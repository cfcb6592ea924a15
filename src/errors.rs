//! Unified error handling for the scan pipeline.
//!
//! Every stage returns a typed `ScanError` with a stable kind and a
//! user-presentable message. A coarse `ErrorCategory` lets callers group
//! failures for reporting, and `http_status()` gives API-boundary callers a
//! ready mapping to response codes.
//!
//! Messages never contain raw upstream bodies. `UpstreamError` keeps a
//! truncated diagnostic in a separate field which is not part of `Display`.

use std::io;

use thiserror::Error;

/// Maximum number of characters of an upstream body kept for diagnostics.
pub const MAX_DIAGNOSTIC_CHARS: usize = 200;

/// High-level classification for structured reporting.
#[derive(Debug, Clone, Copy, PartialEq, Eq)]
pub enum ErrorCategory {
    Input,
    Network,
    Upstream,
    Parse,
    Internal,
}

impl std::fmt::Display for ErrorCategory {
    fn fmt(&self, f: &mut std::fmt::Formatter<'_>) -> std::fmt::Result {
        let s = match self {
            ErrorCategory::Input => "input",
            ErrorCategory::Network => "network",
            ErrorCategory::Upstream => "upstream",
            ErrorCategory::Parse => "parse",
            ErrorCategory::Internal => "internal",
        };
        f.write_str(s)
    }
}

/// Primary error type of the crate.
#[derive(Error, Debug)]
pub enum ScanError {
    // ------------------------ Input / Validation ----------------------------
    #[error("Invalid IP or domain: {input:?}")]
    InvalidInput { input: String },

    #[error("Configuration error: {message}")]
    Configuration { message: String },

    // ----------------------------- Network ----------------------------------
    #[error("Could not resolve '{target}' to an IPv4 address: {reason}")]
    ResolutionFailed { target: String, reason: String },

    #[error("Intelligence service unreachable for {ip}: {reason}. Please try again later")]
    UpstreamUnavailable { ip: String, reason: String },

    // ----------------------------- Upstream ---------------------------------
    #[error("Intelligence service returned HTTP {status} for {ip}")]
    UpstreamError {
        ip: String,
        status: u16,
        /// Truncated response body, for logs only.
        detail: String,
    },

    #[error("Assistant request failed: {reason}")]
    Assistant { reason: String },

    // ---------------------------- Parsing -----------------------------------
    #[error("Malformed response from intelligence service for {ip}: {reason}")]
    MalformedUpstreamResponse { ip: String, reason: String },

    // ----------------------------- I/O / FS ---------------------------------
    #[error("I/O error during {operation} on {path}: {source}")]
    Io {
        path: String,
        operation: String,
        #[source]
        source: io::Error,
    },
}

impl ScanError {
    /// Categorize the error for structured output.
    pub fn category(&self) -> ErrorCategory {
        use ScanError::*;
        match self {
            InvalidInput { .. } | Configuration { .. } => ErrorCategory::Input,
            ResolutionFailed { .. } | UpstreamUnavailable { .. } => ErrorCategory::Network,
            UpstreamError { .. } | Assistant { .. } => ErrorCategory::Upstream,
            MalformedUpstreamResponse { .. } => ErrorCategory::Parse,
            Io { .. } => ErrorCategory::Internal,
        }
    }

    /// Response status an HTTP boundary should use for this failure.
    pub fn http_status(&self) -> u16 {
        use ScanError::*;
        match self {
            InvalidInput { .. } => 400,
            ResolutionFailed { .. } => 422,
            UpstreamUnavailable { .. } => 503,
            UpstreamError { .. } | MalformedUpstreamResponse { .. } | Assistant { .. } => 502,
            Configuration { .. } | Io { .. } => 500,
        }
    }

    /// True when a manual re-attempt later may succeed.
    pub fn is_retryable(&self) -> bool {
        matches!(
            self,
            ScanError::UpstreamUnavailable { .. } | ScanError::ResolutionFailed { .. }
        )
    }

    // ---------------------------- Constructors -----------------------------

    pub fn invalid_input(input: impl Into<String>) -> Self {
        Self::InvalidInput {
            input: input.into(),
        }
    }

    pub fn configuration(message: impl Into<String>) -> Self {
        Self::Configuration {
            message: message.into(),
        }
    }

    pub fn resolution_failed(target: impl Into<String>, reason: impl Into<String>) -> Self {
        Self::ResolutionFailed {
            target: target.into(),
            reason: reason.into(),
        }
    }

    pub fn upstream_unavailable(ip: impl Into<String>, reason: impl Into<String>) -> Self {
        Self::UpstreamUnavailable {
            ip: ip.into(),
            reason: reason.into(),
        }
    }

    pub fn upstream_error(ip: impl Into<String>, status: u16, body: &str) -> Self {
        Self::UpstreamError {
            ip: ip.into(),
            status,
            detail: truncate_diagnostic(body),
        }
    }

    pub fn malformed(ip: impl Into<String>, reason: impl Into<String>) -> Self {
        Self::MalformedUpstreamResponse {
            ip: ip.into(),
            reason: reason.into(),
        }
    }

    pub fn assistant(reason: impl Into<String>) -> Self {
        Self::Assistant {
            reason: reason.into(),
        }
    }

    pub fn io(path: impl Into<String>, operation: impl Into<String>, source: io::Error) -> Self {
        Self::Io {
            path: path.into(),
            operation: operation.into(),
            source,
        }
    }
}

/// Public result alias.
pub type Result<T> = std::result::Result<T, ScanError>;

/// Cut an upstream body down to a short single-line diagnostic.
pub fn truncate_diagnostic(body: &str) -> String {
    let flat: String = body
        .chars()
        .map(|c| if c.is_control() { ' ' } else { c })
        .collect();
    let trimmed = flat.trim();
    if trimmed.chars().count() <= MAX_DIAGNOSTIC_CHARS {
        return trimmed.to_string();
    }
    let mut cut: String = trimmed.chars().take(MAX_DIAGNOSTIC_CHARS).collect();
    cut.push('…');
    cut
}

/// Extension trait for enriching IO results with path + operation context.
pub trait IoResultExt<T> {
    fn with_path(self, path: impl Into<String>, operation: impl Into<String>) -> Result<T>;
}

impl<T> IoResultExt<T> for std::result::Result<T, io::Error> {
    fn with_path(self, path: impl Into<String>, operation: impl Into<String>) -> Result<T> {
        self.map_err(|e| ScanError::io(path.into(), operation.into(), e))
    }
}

◆ ◆ ◆ ◆ ◆ ◆ ◆

**Task instructions:** Reproduce each entry above exactly, keeping every word.

**The answer:**
repository cfcb6592ea924a15
filename src/errors.rs
//! Unified error handling for the scan pipeline.
//!
//! Every stage returns a typed `ScanError` with a stable kind and a
//! user-presentable message. A coarse `ErrorCategory` lets callers group
//! failures for reporting, and `http_status()` gives API-boundary callers a
//! ready mapping to response codes.
//!
//! Messages never contain raw upstream bodies. `UpstreamError` keeps a
//! truncated diagnostic in a separate field which is not part of `Display`.

use std::io;

use thiserror::Error;

/// Maximum number of characters of an upstream body kept for diagnostics.
pub const MAX_DIAGNOSTIC_CHARS: usize = 200;

/// High-level classification for structured reporting.
#[derive(Debug, Clone, Copy, PartialEq, Eq)]
pub enum ErrorCategory {
    Input,
    Network,
    Upstream,
    Parse,
    Internal,
}

impl std::fmt::Display for ErrorCategory {
    fn fmt(&self, f: &mut std::fmt::Formatter<'_>) -> std::fmt::Result {
        let s = match self {
            ErrorCategory::Input => "input",
            ErrorCategory::Network => "network",
            ErrorCategory::Upstream => "upstream",
            ErrorCategory::Parse => "parse",
            ErrorCategory::Internal => "internal",
        };
        f.write_str(s)
    }
}

/// Primary error type of the crate.
#[derive(Error, Debug)]
pub enum ScanError {
    // ------------------------ Input / Validation ----------------------------
    #[error("Invalid IP or domain: {input:?}")]
    InvalidInput { input: String },

    #[error("Configuration error: {message}")]
    Configuration { message: String },

    // ----------------------------- Network ----------------------------------
    #[error("Could not resolve '{target}' to an IPv4 address: {reason}")]
    ResolutionFailed { target: String, reason: String },

    #[error("Intelligence service unreachable for {ip}: {reason}. Please try again later")]
    UpstreamUnavailable { ip: String, reason: String },

    // ----------------------------- Upstream ---------------------------------
    #[error("Intelligence service returned HTTP {status} for {ip}")]
    UpstreamError {
        ip: String,
        status: u16,
        /// Truncated response body, for logs only.
        detail: String,
    },

    #[error("Assistant request failed: {reason}")]
    Assistant { reason: String },

    // ---------------------------- Parsing -----------------------------------
    #[error("Malformed response from intelligence service for {ip}: {reason}")]
    MalformedUpstreamResponse { ip: String, reason: String },

    // ----------------------------- I/O / FS ---------------------------------
    #[error("I/O error during {operation} on {path}: {source}")]
    Io {
        path: String,
        operation: String,
        #[source]
        source: io::Error,
    },
}

impl ScanError {
    /// Categorize the error for structured output.
    pub fn category(&self) -> ErrorCategory {
        use ScanError::*;
        match self {
            InvalidInput { .. } | Configuration { .. } => ErrorCategory::Input,
            ResolutionFailed { .. } | UpstreamUnavailable { .. } => ErrorCategory::Network,
            UpstreamError { .. } | Assistant { .. } => ErrorCategory::Upstream,
            MalformedUpstreamResponse { .. } => ErrorCategory::Parse,
            Io { .. } => ErrorCategory::Internal,
        }
    }

    /// Response status an HTTP boundary should use for this failure.
    pub fn http_status(&self) -> u16 {
        use ScanError::*;
        match self {
            InvalidInput { .. } => 400,
            ResolutionFailed { .. } => 422,
            UpstreamUnavailable { .. } => 503,
            UpstreamError { .. } | MalformedUpstreamResponse { .. } | Assistant { .. } => 502,
            Configuration { .. } | Io { .. } => 500,
        }
    }

    /// True when a manual re-attempt later may succeed.
    pub fn is_retryable(&self) -> bool {
        matches!(
            self,
            ScanError::UpstreamUnavailable { .. } | ScanError::ResolutionFailed { .. }
        )
    }

    // ---------------------------- Constructors -----------------------------

    pub fn invalid_input(input: impl Into<String>) -> Self {
        Self::InvalidInput {
            input: input.into(),
        }
    }

    pub fn configuration(message: impl Into<String>) -> Self {
        Self::Configuration {
            message: message.into(),
        }
    }

    pub fn resolution_failed(target: impl Into<String>, reason: impl Into<String>) -> Self {
        Self::ResolutionFailed {
            target: target.into(),
            reason: reason.into(),
        }
    }

    pub fn upstream_unavailable(ip: impl Into<String>, reason: impl Into<String>) -> Self {
        Self::UpstreamUnavailable {
            ip: ip.into(),
            reason: reason.into(),
        }
    }

    pub fn upstream_error(ip: impl Into<String>, status: u16, body: &str) -> Self {
        Self::UpstreamError {
            ip: ip.into(),
            status,
            detail: truncate_diagnostic(body),
        }
    }

    pub fn malformed(ip: impl Into<String>, reason: impl Into<String>) -> Self {
        Self::MalformedUpstreamResponse {
            ip: ip.into(),
            reason: reason.into(),
        }
    }

    pub fn assistant(reason: impl Into<String>) -> Self {
        Self::Assistant {
            reason: reason.into(),
        }
    }

    pub fn io(path: impl Into<String>, operation: impl Into<String>, source: io::Error) -> Self {
        Self::Io {
            path: path.into(),
            operation: operation.into(),
            source,
        }
    }
}

/// Public result alias.
pub type Result<T> = std::result::Result<T, ScanError>;

/// Cut an upstream body down to a short single-line diagnostic.
pub fn truncate_diagnostic(body: &str) -> String {
    let flat: String = body
        .chars()
        .map(|c| if c.is_control() { ' ' } else { c })
        .collect();
    let trimmed = flat.trim();
    if trimmed.chars().count() <= MAX_DIAGNOSTIC_CHARS {
        return trimmed.to_string();
    }
    let mut cut: String = trimmed.chars().take(MAX_DIAGNOSTIC_CHARS).collect();
    cut.push('…');
    cut
}

/// Extension trait for enriching IO results with path + operation context.
pub trait IoResultExt<T> {
    fn with_path(self, path: impl Into<String>, operation: impl Into<String>) -> Result<T>;
}

impl<T> IoResultExt<T> for std::result::Result<T, io::Error> {
    fn with_path(self, path: impl Into<String>, operation: impl Into<String>) -> Result<T> {
        self.map_err(|e| ScanError::io(path.into(), operation.into(), e))
    }
}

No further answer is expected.